La convention collective applicable est celle des entreprises de propreté et de nettoyage.
L'effectif de l'entreprise est inférieur à 11 salariés.
Par jugement du 21 octobre 2020, le tribunal de commerce de Compiègne a placé la société Miye service en redressement judiciaire converti en liquidation judiciaire par jugement du 2 décembre 2020.
La société Miye service a interjeté appel de la décision, et la chambre économique de la cour d'appel d'Amiens a, par arrêt du 5 octobre 2021, infirmé le jugement du 2 décembre 2020 et renvoyé le dossier devant le tribunal de commerce de Compiègne.

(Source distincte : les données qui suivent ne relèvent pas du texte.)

//! 分类调用策略 - 业务能力层
//!
//! 包装 `Classifier`，把所有失败都收敛成 `Error` 标记，
//! 并告诉运行器接下来需要进入哪种冷却状态。

use tracing::{error, warn};

use crate::error::{ClassifyError, ErrorKind};
use crate::infrastructure::RunnerState;
use crate::models::{Category, WorkItem, ERROR_LABEL};
use crate::services::classifier::Classifier;

/// 单条推文的处理结论
#[derive(Debug, Clone, PartialEq, Eq)]
pub struct Verdict {
    /// 写入结果文件的标签
    pub label: String,
    /// 失败类别，成功时为 None
    pub error: Option<ErrorKind>,
}

impl Verdict {
    pub fn labelled(label: impl Into<String>) -> Self {
        Self {
            label: label.into(),
            error: None,
        }
    }

    pub fn failed(kind: ErrorKind) -> Self {
        Self {
            label: ERROR_LABEL.to_string(),
            error: Some(kind),
        }
    }

    /// 记录结果后运行器应进入的状态
    pub fn next_state(&self) -> RunnerState {
        match self.error {
            Some(ErrorKind::RateLimited) => RunnerState::CooldownShort,
            Some(ErrorKind::QuotaExceeded) => RunnerState::CooldownLong,
            _ => RunnerState::Running,
        }
    }
}

/// 分类调用策略
///
/// 职责：
/// - 空内容直接判为错误，不调用分类器
/// - 分类器的任何失败都转成 `Verdict`，不向上抛出
/// - 成功时原样返回去掉空白的标签，不校验是否属于已知分类
pub struct ClassificationPolicy<C> {
    classifier: C,
}

impl<C: Classifier> ClassificationPolicy<C> {
    pub fn new(classifier: C) -> Self {
        Self { classifier }
    }

    pub fn classifier(&self) -> &C {
        &self.classifier
    }

    /// 对一条推文给出结论
    pub async fn classify(&self, item: &WorkItem) -> Verdict {
        let Some(text) = item.text() else {
            warn!("[推文 {}] 内容为空，记为 {}", item.id, ERROR_LABEL);
            return Verdict::failed(ErrorKind::EmptyPayload);
        };

        match self.classifier.classify(text).await {
            Ok(label) => {
                let label = label.trim().to_string();
                if Category::from_label(&label).is_none() {
                    warn!(
                        "[推文 {}] {} 返回了未知分类 '{}'，按原样记录",
                        item.id,
                        self.classifier.name(),
                        label
                    );
                }
                Verdict::labelled(label)
            }
            Err(e) => {
                match &e {
                    ClassifyError::RateLimited(_) => {
                        warn!("[推文 {}] ⚠️ 触发频率限制: {}", item.id, e);
                    }
                    ClassifyError::QuotaExceeded(_) => {
                        warn!(
                            "[推文 {}] ⚠️ 配额已用尽 ({}): {}",
                            item.id,
                            chrono::Local::now().format("%Y-%m-%d %H:%M:%S"),
                            e
                        );
                    }
                    ClassifyError::Other(_) => {
                        error!("[推文 {}] ❌ 分类失败: {}", item.id, e);
                    }
                }
                Verdict::failed(e.kind())
            }
        }
    }
}

#[cfg(test)]
mod tests {
    use super::*;
    use async_trait::async_trait;
    use std::sync::atomic::{AtomicUsize, Ordering};

    struct FixedClassifier {
        reply: Result<String, ClassifyError>,
        calls: AtomicUsize,
    }

    impl FixedClassifier {
        fn new(reply: Result<&str, ClassifyError>) -> Self {
            Self {
                reply: reply.map(str::to_string),
                calls: AtomicUsize::new(0),
            }
        }
    }

    #[async_trait]
    impl Classifier for FixedClassifier {
        fn name(&self) -> &str {
            "fixed"
        }

        async fn classify(&self, _text: &str) -> Result<String, ClassifyError> {
            self.calls.fetch_add(1, Ordering::SeqCst);
            self.reply.clone()
        }
    }

    #[tokio::test]
    async fn test_success_label_is_trimmed() {
        let policy = ClassificationPolicy::new(FixedClassifier::new(Ok("  3\n")));
        let verdict = policy.classify(&WorkItem::new("1", Some("I love my Tesla"))).await;
        assert_eq!(verdict, Verdict::labelled("3"));
        assert_eq!(verdict.next_state(), RunnerState::Running);
    }

    #[tokio::test]
    async fn test_unknown_label_kept_as_is() {
        let policy = ClassificationPolicy::new(FixedClassifier::new(Ok("Category 3")));
        let verdict = policy.classify(&WorkItem::new("1", Some("text"))).await;
        assert_eq!(verdict.label, "Category 3");
        assert_eq!(verdict.error, None);
    }

    #[tokio::test]
    async fn test_blank_payload_skips_classifier() {
        let policy = ClassificationPolicy::new(FixedClassifier::new(Ok("3")));
        let verdict = policy.classify(&WorkItem::new("2", Some("  "))).await;
        assert_eq!(verdict, Verdict::failed(ErrorKind::EmptyPayload));
        assert_eq!(policy.classifier().calls.load(Ordering::SeqCst), 0);
    }

    #[tokio::test]
    async fn test_rate_limit_requests_short_cooldown() {
        let policy = ClassificationPolicy::new(FixedClassifier::new(Err(
            ClassifyError::RateLimited("slow down".to_string()),
        )));
        let verdict = policy.classify(&WorkItem::new("1", Some("text"))).await;
        assert_eq!(verdict.label, ERROR_LABEL);
        assert_eq!(verdict.next_state(), RunnerState::CooldownShort);
    }

    #[tokio::test]
    async fn test_quota_requests_long_cooldown() {
        let policy = ClassificationPolicy::new(FixedClassifier::new(Err(
            ClassifyError::QuotaExceeded("insufficient_quota".to_string()),
        )));
        let verdict = policy.classify(&WorkItem::new("1", Some("text"))).await;
        assert_eq!(verdict.label, ERROR_LABEL);
        assert_eq!(verdict.next_state(), RunnerState::CooldownLong);
    }

    #[tokio::test]
    async fn test_other_failure_has_no_cooldown() {
        let policy = ClassificationPolicy::new(FixedClassifier::new(Err(ClassifyError::Other(
            "connection reset".to_string(),
        ))));
        let verdict = policy.classify(&WorkItem::new("1", Some("text"))).await;
        assert_eq!(verdict, Verdict::failed(ErrorKind::Unknown));
        assert_eq!(verdict.next_state(), RunnerState::Running);
    }
}
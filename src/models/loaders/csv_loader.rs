use std::path::Path;

use csv::{ReaderBuilder, Trim};
use tokio::fs;

use crate::error::{AppResult, FileError};
use crate::models::work_item::WorkItem;

/// 推文ID列名
pub const ID_COLUMN: &str = "Tweet_ID";
/// 推文内容列名
pub const PAYLOAD_COLUMN: &str = "cleaned_tweet";

/// 从 CSV 文件加载所有待分类推文（保持文件中的顺序）
///
/// 文件必须包含 `Tweet_ID` 和 `cleaned_tweet` 两列，其他列忽略。
/// ID 为空的行无法追踪进度，直接跳过。
pub async fn load_work_items(csv_path: &Path) -> AppResult<Vec<WorkItem>> {
    let display = csv_path.display().to_string();

    if !csv_path.exists() {
        return Err(FileError::NotFound { path: display }.into());
    }

    let content = fs::read(csv_path)
        .await
        .map_err(|source| FileError::ReadFailed {
            path: display.clone(),
            source,
        })?;

    parse_work_items(&content, &display)
}

/// 解析 CSV 内容
pub fn parse_work_items(content: &[u8], origin: &str) -> AppResult<Vec<WorkItem>> {
    let csv_error = |source| FileError::CsvParseFailed {
        path: origin.to_string(),
        source,
    };

    let mut reader = ReaderBuilder::new()
        .has_headers(true)
        .trim(Trim::Headers)
        .from_reader(content);

    let headers = reader.headers().map_err(csv_error)?.clone();
    for column in [ID_COLUMN, PAYLOAD_COLUMN] {
        if !headers.iter().any(|h| h == column) {
            return Err(FileError::MissingColumn {
                path: origin.to_string(),
                column: column.to_string(),
            }
            .into());
        }
    }

    let mut items = Vec::new();
    for (line, record) in reader.deserialize::<WorkItem>().enumerate() {
        let mut item = record.map_err(csv_error)?;
        item.id = item.id.trim().to_string();
        if item.id.is_empty() {
            tracing::warn!("第 {} 行缺少 {}，已跳过", line + 2, ID_COLUMN);
            continue;
        }
        items.push(item);
    }

    Ok(items)
}
pub mod csv_loader;

pub use csv_loader::{load_work_items, parse_work_items, ID_COLUMN, PAYLOAD_COLUMN};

Par jugement du 6 juillet 2022, le tribunal de commerce de Compiègne a de nouveau placé la société Miye service en liquidation judiciaire, désignant Maître [O] [V] en qualité de mandataire-liquidateur.
Ne s'estimant pas remplie de ses droits au titre de l'exécution du contrat de travail et considérant avoir été licenciée verbalement, Mme [W] a saisi le conseil de prud'hommes de Creil le 30 avril 2021.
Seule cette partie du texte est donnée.